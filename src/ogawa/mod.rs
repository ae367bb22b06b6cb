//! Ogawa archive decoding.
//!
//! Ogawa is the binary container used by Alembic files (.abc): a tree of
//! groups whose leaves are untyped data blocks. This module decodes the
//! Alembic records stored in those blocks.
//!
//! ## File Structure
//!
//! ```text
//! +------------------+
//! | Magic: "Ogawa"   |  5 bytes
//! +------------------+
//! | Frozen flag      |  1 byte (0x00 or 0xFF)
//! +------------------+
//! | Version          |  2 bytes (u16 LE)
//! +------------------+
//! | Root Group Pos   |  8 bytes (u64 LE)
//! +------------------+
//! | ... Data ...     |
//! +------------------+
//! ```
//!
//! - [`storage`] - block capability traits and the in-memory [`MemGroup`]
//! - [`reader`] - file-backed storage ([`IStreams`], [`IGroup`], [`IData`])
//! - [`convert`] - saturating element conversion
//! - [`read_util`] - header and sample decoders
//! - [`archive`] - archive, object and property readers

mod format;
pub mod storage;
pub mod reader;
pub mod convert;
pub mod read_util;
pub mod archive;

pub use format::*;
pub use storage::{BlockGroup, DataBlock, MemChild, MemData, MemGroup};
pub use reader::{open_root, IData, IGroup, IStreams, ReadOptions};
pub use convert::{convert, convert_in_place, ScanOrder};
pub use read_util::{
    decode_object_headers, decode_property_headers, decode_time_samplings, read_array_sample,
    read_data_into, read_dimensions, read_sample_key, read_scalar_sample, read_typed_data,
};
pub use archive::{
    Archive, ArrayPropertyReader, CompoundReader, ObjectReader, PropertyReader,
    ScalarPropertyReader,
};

### Your goal
From the first line of the listing above through the line that contains "pub mod reader;", retype every line exactly, and write nothing else.

### Exercise answer
filename src/ogawa/mod.rs
repository ae367bb22b06b6cb
//! Ogawa archive decoding.
//!
//! Ogawa is the binary container used by Alembic files (.abc): a tree of
//! groups whose leaves are untyped data blocks. This module decodes the
//! Alembic records stored in those blocks.
//!
//! ## File Structure
//!
//! ```text
//! +------------------+
//! | Magic: "Ogawa"   |  5 bytes
//! +------------------+
//! | Frozen flag      |  1 byte (0x00 or 0xFF)
//! +------------------+
//! | Version          |  2 bytes (u16 LE)
//! +------------------+
//! | Root Group Pos   |  8 bytes (u64 LE)
//! +------------------+
//! | ... Data ...     |
//! +------------------+
//! ```
//!
//! - [`storage`] - block capability traits and the in-memory [`MemGroup`]
//! - [`reader`] - file-backed storage ([`IStreams`], [`IGroup`], [`IData`])
//! - [`convert`] - saturating element conversion
//! - [`read_util`] - header and sample decoders
//! - [`archive`] - archive, object and property readers

mod format;
pub mod storage;
pub mod reader;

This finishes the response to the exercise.